Turns out that you don't have to pirate virtual machine software to be able to run a virtual machine. I just came across a great FREE virtual machine program for the Mac Desktop developed by Sun Microsystems called Virtual Box that does the exact same thing. It even has support for expandable virtual machine drives, and provides virtual machine tools (so all you have to do to use the mouse in the virtual machine is hover your mouse over the VM window, and to go back to your Mac just move you mouse away from the mouse window).
All you need to do start using VirtualBox to take the place of VMware Fusion or Parallels desktop is your Windows/Linux/Solaris/etc. DVD/CD or even just an iso image (so you can technically test out Windows 7 on your mac too although Aero won't work!). When VirtualBox opens up it'll give you the opportunity to create a new hard drive for your VM and allow you mount your .iso image or use the CD drive to install windows onto the virtual hard disk.
On top of that VirtualBox supports other features too that parallels does. For example, you can use Fullscreen mode and increase the size of the window to increase the resolution of the screen. You can also share folders between your Mac and the Windows or Linux virtual machine. Beware of viruses though, because they can still infect your mac partitions through the shared folders (provided they were written to take advantage of this). So you'll still have to keep your virtual machine updated and tuned up.

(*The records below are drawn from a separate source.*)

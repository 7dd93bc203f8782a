//! Execution gateway trait definitions

use async_trait::async_trait;
use serde::{Deserialize, Serialize};
use serde_json::{Map, Value};
use std::time::Duration;
use thiserror::Error;

/// Errors raised by the backend executing query text
#[derive(Debug, Error)]
pub enum GatewayError {
    #[error("Query timed out after {0:?}")]
    Timeout(Duration),

    #[error("Graph backend unavailable: {0}")]
    Unavailable(String),

    #[error("Query failed: {0}")]
    Query(String),

    #[error("IO error: {0}")]
    Io(#[from] std::io::Error),

    #[error("Serialization error: {0}")]
    Serialization(#[from] serde_json::Error),
}

/// Result type for gateway operations
pub type GatewayResult<T> = Result<T, GatewayError>;

/// Tabular result of one query: named columns and ordered rows
///
/// Matched nodes and edges arrive as JSON objects (their property bags),
/// aggregated matches as lists.
#[derive(Debug, Clone, Default, PartialEq, Serialize, Deserialize)]
pub struct ResultSet {
    pub columns: Vec<String>,
    #[serde(default)]
    pub rows: Vec<Vec<Value>>,
}

impl ResultSet {
    pub fn new<I, S>(columns: I) -> Self
    where
        I: IntoIterator<Item = S>,
        S: Into<String>,
    {
        Self {
            columns: columns.into_iter().map(Into::into).collect(),
            rows: Vec::new(),
        }
    }

    /// Append a row (builder style)
    pub fn with_row(mut self, row: Vec<Value>) -> Self {
        self.rows.push(row);
        self
    }

    pub fn len(&self) -> usize {
        self.rows.len()
    }

    pub fn is_empty(&self) -> bool {
        self.rows.is_empty()
    }

    /// Position of a column by name
    pub fn column_index(&self, name: &str) -> Option<usize> {
        self.columns.iter().position(|c| c == name)
    }

    /// Rows as column-name -> value maps
    pub fn records(&self) -> Vec<Map<String, Value>> {
        self.rows
            .iter()
            .map(|row| {
                self.columns
                    .iter()
                    .cloned()
                    .zip(row.iter().cloned())
                    .collect()
            })
            .collect()
    }
}

/// Backend that executes query text against a graph store
///
/// Implementations must be thread-safe (Send + Sync); one instance is shared
/// by every question answered through a service.
#[async_trait]
pub trait ExecutionGateway: Send + Sync {
    /// Execute read-only query text, honouring `timeout` when given
    async fn execute(&self, query: &str, timeout: Option<Duration>) -> GatewayResult<ResultSet>;

    /// Release backend resources; later calls to `execute` may fail
    async fn close(&self) -> GatewayResult<()> {
        Ok(())
    }
}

The only feature that VirtualBox does not support is 'Unity' mode or 'Coherence' features that allow you to run Windows applications just like a mac application without having the ugly windows desktop behind it. So you can minimize Windows applications to the dock and move them around just like a mac application. However, for the price you are paying (nothing!) I think its a great trade off. Besides, I was never a fan of that feature anyway.

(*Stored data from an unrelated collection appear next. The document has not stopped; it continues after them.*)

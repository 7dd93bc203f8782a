//! Direct node and one-hop lookups by identifier
//!
//! These bypass the query-graph compiler: a lookup is always one anchored
//! node, optionally with its immediate neighbours of one category.

use crate::cypher::NodeRef;
use crate::gateway::ResultSet;
use crate::graph::{json_type_name, CompileError, CompileResult, NodePattern};
use serde::Serialize;
use serde_json::{Map, Value};
use thiserror::Error;

#[derive(Debug, Error)]
pub enum LookupError {
    #[error("Lookup result is missing column {0}")]
    MissingColumn(&'static str),

    #[error("Invalid lookup record {row}: {reason}")]
    InvalidRecord { row: usize, reason: String },

    #[error(transparent)]
    Compile(#[from] CompileError),
}

pub type LookupResult<T> = Result<T, LookupError>;

/// One matched edge with both endpoints, oriented source to target
#[derive(Debug, Clone, PartialEq, Serialize)]
pub struct Triplet {
    pub source: Value,
    pub edge: Value,
    pub target: Value,
}

fn declaration(name: &str, category: &str, curie: Option<&str>) -> CompileResult<String> {
    let mut pattern = NodePattern::new(name).with_category(category);
    if let Some(curie) = curie {
        pattern = pattern.with_id(curie);
    }
    Ok(NodeRef::compile(&pattern)?.declaration())
}

/// Every node of `category` with identifier `curie`
pub fn node_query(category: &str, curie: &str) -> CompileResult<String> {
    Ok(format!("MATCH ({})\nRETURN c", declaration("c", category, Some(curie))?))
}

/// Outgoing then incoming one-hop queries from the node `curie` of
/// `source_category` to neighbours of `target_category`
///
/// Both return `c` (the anchor), `e` and `b` (the neighbour).
pub fn one_hop_queries(
    source_category: &str,
    target_category: &str,
    curie: &str,
) -> CompileResult<[String; 2]> {
    let anchor = declaration("c", source_category, Some(curie))?;
    let neighbour = declaration("b", target_category, None)?;
    Ok([
        format!("MATCH ({})-[e]->({})\nRETURN DISTINCT c, e, b", anchor, neighbour),
        format!("MATCH ({})<-[e]-({})\nRETURN DISTINCT c, e, b", anchor, neighbour),
    ])
}

/// Property bags of the `c` column
pub fn node_records(results: &ResultSet) -> LookupResult<Vec<Map<String, Value>>> {
    if results.column_index("c").is_none() {
        return Err(LookupError::MissingColumn("c"));
    }
    results
        .records()
        .into_iter()
        .enumerate()
        .map(|(row, mut record)| match record.remove("c") {
            Some(Value::Object(node)) => Ok(node),
            Some(other) => Err(LookupError::InvalidRecord {
                row,
                reason: format!("node must be an object, found {}", json_type_name(&other)),
            }),
            None => Err(LookupError::InvalidRecord {
                row,
                reason: "record has no node".to_string(),
            }),
        })
        .collect()
}

/// Triplets from the rows of a one-hop query
///
/// `outgoing` orients each triplet from the anchor `c` to the neighbour `b`;
/// otherwise from `b` to `c`.
pub fn triplets(results: &ResultSet, outgoing: bool) -> LookupResult<Vec<Triplet>> {
    for column in ["c", "e", "b"] {
        if results.column_index(column).is_none() {
            return Err(LookupError::MissingColumn(column));
        }
    }
    results
        .records()
        .into_iter()
        .enumerate()
        .map(|(row, mut record)| {
            let mut take = |column: &str| {
                record.remove(column).ok_or_else(|| LookupError::InvalidRecord {
                    row,
                    reason: format!("record has no {}", column),
                })
            };
            let (anchor, edge, neighbour) = (take("c")?, take("e")?, take("b")?);
            let (source, target) = if outgoing {
                (anchor, neighbour)
            } else {
                (neighbour, anchor)
            };
            Ok(Triplet {
                source,
                edge,
                target,
            })
        })
        .collect()
}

If you want to run Outlook, Photoshop for Windows or any other windows specific application, or just want to test out things on the windows side, Virtual Box should be able to handle anything you can throw at it. In fact the configuration screen looks just like the VMware Fusion or Parallels configuration screen. The only downside is that if you ever upgrade to VMware or Parallels, the applications will not recognize the virtual machine hard drive created by VirtualBox, and you'll have to start from scratch.
So if you are looking for a great free (and karma free too) way to get Parallels Desktop/Parallels Workstation/Parallels Workstation Extreme on your desktop, look no further than VirtualBox - the ultimate free VM solution!